Question: What is TBI, and is it really the “signature wound of this war”?
Paul Reickhoff: Traumatic brain injury, TBI, is a signature wound of the war. It may have impacted hundreds of thousands of people who have cycled through Iraq and Afghanistan. And for the most part, it's experienced when a roadside bomb, sometimes called an IED (improvised explosive device), blows up near or in the vicinity of a service member. So, that concussive blast literally rattles your head and causes your brain to smack against the inside of your skull kind of like a super-concussion. Sometimes it's an open head wound, often it's not.
And over time, there have been a number of veterans, thousands of veterans literally, who haven't been diagnosed. They think, “Well, maybe I'm just a little slow today, or I'm having some minor vision problems,” and they don't necessarily make the connection to the fact that they were around five, six, 50 blasts over the course of a deployment. So the screening at the outset has been woefully inadequate. The VA only started doing mandatory screenings for traumatic brain injury—I think it was in 2006.
But keep in mind, only half of Iraq and Afghanistan vets are going to the VA, so that means half of our population isn't being screened; half of our population may not be aware of the long-term symptoms of traumatic brain injury, so we have a lot of work to do around public education. We have a lot of work to improve the screening and treatment.
This is still very much a groundbreaking area. For the most part, the research around traumatic brain injury has come from car accidents and professional football. So we need more research, we need more treatment development. And there are folks like Bob Woodruff from ABC who has also started a traumatic brain injury foundation called ReMIND who have been incredibly powerful public advocates for us while at the same time are supporting the research we need.

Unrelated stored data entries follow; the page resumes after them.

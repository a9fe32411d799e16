//! HTTP handlers for assignment endpoints

use axum::{
    extract::{Path, Query, State},
    Json,
};
use serde::Serialize;
use uuid::Uuid;

use crate::error::AppResult;
use crate::services::assignments::{
    AssignmentService, CreateAssignmentInput, ListAssignmentsQuery, UpdateDispatchInput,
    UpdateStatusInput,
};
use crate::AppState;
use shared::models::Assignment;

/// Response for a status change. `assignment` is absent when the change
/// delivered the order and moved it to history.
#[derive(Serialize)]
#[serde(rename_all = "camelCase")]
pub struct StatusChangeResponse {
    pub archived: bool,
    #[serde(skip_serializing_if = "Option::is_none")]
    pub assignment: Option<Assignment>,
}

/// Create an assignment
pub async fn create_assignment(
    State(state): State<AppState>,
    Json(input): Json<CreateAssignmentInput>,
) -> AppResult<Json<Assignment>> {
    let service = AssignmentService::new(state.db);
    let assignment = service.create_assignment(input).await?;
    Ok(Json(assignment))
}

/// Get an assignment
pub async fn get_assignment(
    State(state): State<AppState>,
    Path(assignment_id): Path<Uuid>,
) -> AppResult<Json<Assignment>> {
    let service = AssignmentService::new(state.db);
    let assignment = service.get_assignment(assignment_id).await?;
    Ok(Json(assignment))
}

/// List assignments with optional filters
pub async fn list_assignments(
    State(state): State<AppState>,
    Query(query): Query<ListAssignmentsQuery>,
) -> AppResult<Json<Vec<Assignment>>> {
    let service = AssignmentService::new(state.db);
    let assignments = service.list_assignments(query).await?;
    Ok(Json(assignments))
}

/// Change an assignment's status
pub async fn update_status(
    State(state): State<AppState>,
    Path(assignment_id): Path<Uuid>,
    Json(input): Json<UpdateStatusInput>,
) -> AppResult<Json<StatusChangeResponse>> {
    let service = AssignmentService::new(state.db);
    let assignment = service.update_status(assignment_id, input).await?;
    Ok(Json(StatusChangeResponse {
        archived: assignment.is_none(),
        assignment,
    }))
}

/// Set courier and tracking metadata
pub async fn update_dispatch_info(
    State(state): State<AppState>,
    Path(assignment_id): Path<Uuid>,
    Json(input): Json<UpdateDispatchInput>,
) -> AppResult<Json<Assignment>> {
    let service = AssignmentService::new(state.db);
    let assignment = service.update_dispatch_info(assignment_id, input).await?;
    Ok(Json(assignment))
}
//! Configuration management for the Kitforge operations backend
//!
//! Supports hierarchical configuration loading:
//! 1. Default values in code
//! 2. Configuration files (development.toml, production.toml)
//! 3. Environment variable overrides with KITFORGE_ prefix

use config::{ConfigError, Environment, File};
use serde::Deserialize;

/// Main application configuration
#[derive(Debug, Deserialize, Clone)]
pub struct Config {
    /// Current environment (development, production)
    pub environment: String,

    /// Server configuration
    pub server: ServerConfig,

    /// Database configuration
    pub database: DatabaseConfig,
}

#[derive(Debug, Deserialize, Clone)]
pub struct ServerConfig {
    /// Server port
    pub port: u16,

    /// Server host
    pub host: String,
}

#[derive(Debug, Deserialize, Clone)]
pub struct DatabaseConfig {
    /// PostgreSQL connection URL
    pub url: String,

    /// Maximum number of connections in the pool
    pub max_connections: u32,

    /// Minimum number of connections in the pool
    pub min_connections: u32,
}

impl Config {
    /// Load configuration from files and environment variables
    pub fn load() -> Result<Self, ConfigError> {
        let environment =
            std::env::var("KITFORGE_ENVIRONMENT").unwrap_or_else(|_| "development".into());

        let config = config::Config::builder()
            // Start with default values
            .set_default("environment", environment.clone())?
            .set_default("server.port", 3000)?
            .set_default("server.host", "0.0.0.0")?
            .set_default("database.max_connections", 10)?
            .set_default("database.min_connections", 2)?
            // Load environment-specific config file
            .add_source(File::with_name(&format!("config/{}", environment)).required(false))
            // Override with environment variables (KITFORGE_ prefix)
            .add_source(
                Environment::with_prefix("KITFORGE")
                    .separator("__")
                    .try_parsing(true),
            )
            .build()?;

        config.try_deserialize()
    }
}

impl Default for ServerConfig {
    fn default() -> Self {
        Self {
            port: 3000,
            host: "0.0.0.0".to_string(),
        }
    }
}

But this could be like our generation's Agent Orange. Over the next decades, these symptoms and problems associated with traumatic brain injury will start to reveal themselves and start to emerge, and we need to understand that traumatic brain injury is just one example of how our commitment to veterans needs to be a life-long one. This may be 20 years before people start to really show signs or problems associated with their service, and as a public... as a group of leaders in Washington, our country has a commitment to honor that service all the way through their entire life.
Question: Does the VA do a good enough job of serving our veterans?
Paul Rieckhoff: Yeah, I would start by re-framing it. So this is Big Think, right? So, here's the big idea, is that the government can't handle Veterans Affairs alone. And that's a message that I have been trying to communicate and others who are really inside this have been trying to communicate for years now. The VA is gonna be a key component in supporting veterans over the next generation—but it's a component.
Less than half the folks are going to the VA, so what about that other half of the folks? They're gonna go to church groups, they're gonna go into the YMCA, they're gonna go into private community-based nonprofits, they're gonna come to veterans groups like ours. But it needs to be a coordinated effort that involves the federal government, the VA, and all these other groups working in concert together to tackle the problem.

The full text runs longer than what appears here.